でも、その目だけは――まっすぐに、俺を見ていた。
それから、時々、話すようになった。
あの子は動物が好きで、サーカスの獅子や象と一緒にいることが多い。
人間には怖がられるけど、動物は怖がらない――そう言って、小さく笑う。
でも、目は笑っていなかった。
ある日、俺があの子の頭に手を置いた時。
あの子は、初めて――目も一緒に、笑った。
『A』
Bの声で、俺は現実に戻った。
『あの子のこと、考えてた?』
「……ああ」
『最近、見ないね』
「ああ。ヴィクトルに聞いてみるか」
俺はヴィクトルのテントに向かった。
「なあ、ヴィクトル。サーカスのあの子――ピエロの子、最近見ないんだけど」
「ああ、あいつか。別の街で公演中だ。来週には戻ってくる」
「……そうか」
ヴィクトルが、ニヤリと笑う。
「お前、あいつのこと気にしてるのか?」
「……別に」
「ふーん。まあ、あいつも珍しく誰かと話してたからな。お前たちのこと、気に入ってるんじゃないか?」
「……」
俺は何も言わずに、テントを出た。
『A』
「何だよ」
『あの子、来週戻ってくるって』
「……ああ」
『楽しみだね』
「……別に」
『ふふ、素直じゃない』
「うるさい」
俺は鞭を腰に巻き付けた。
Bの温もりが、腰に伝わる。
――来週、か。
あの子に、また会える。
『ねえA』
Bが囁く。
『次こそ、捕まえようね』
「……ああ。次こそ」
俺は鞭を腰に巻き付けた。
Bの温もりが、腰に伝わる。
――次は、逃がさない。
そんなことを考えながら、俺は野営地のテントに戻った。
明日も、追跡は続く。
一年以上追い続けた、“謎の巨大生獣”。
その正体を、俺たちはまだ知らない。
(了)
今回は、魔道都市とはまったく違う場所での一幕でした。
蒸気と歯車の音が響くギアハートという街は、細かい仕組みよりも、雰囲気で引っ張るタイプの舞台です。世界観そのものも、はっきりした線で決めず、“なんとなくこういう場所なんだろう”くらいで読んでもらえたら十分だと思っています。

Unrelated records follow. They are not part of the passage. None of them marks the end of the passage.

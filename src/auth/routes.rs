//! Authentication routes

use axum::{
    routing::{get, post},
    Router,
};

use super::handlers;

/// Creates and returns the authentication router
///
/// # Routes
/// - `GET /login` - Sign-in form
/// - `POST /login` - Form sign-in
/// - `POST /logout` - Form sign-out
/// - `POST /api/auth/login` - JSON sign-in
/// - `POST /api/auth/logout` - Sign out and clear the session cookie
/// - `GET /api/me` - Current user and roles
pub fn auth_routes() -> Router {
    Router::new()
        .route(
            "/login",
            get(handlers::login_page).post(handlers::login_form),
        )
        .route("/logout", post(handlers::logout_form))
        .route("/api/auth/login", post(handlers::login_handler))
        .route("/api/auth/logout", post(handlers::logout_handler))
        .route("/api/me", get(handlers::me_handler))
}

巨大な生獣の正体も、サーカスの子のことも、この段階では曖昧なまま。
どれもまだ形が定まっていない存在として扱っています。後で変わっても、つじつまが合っても合わなくても、それはそれで自然に物語へ溶けるはずです。
ギアハート編は、細かい設定よりも空気感と流れを楽しむ章。
ゆるく読んで、ゆるく続いていく感じで見てもらえれば嬉しいです。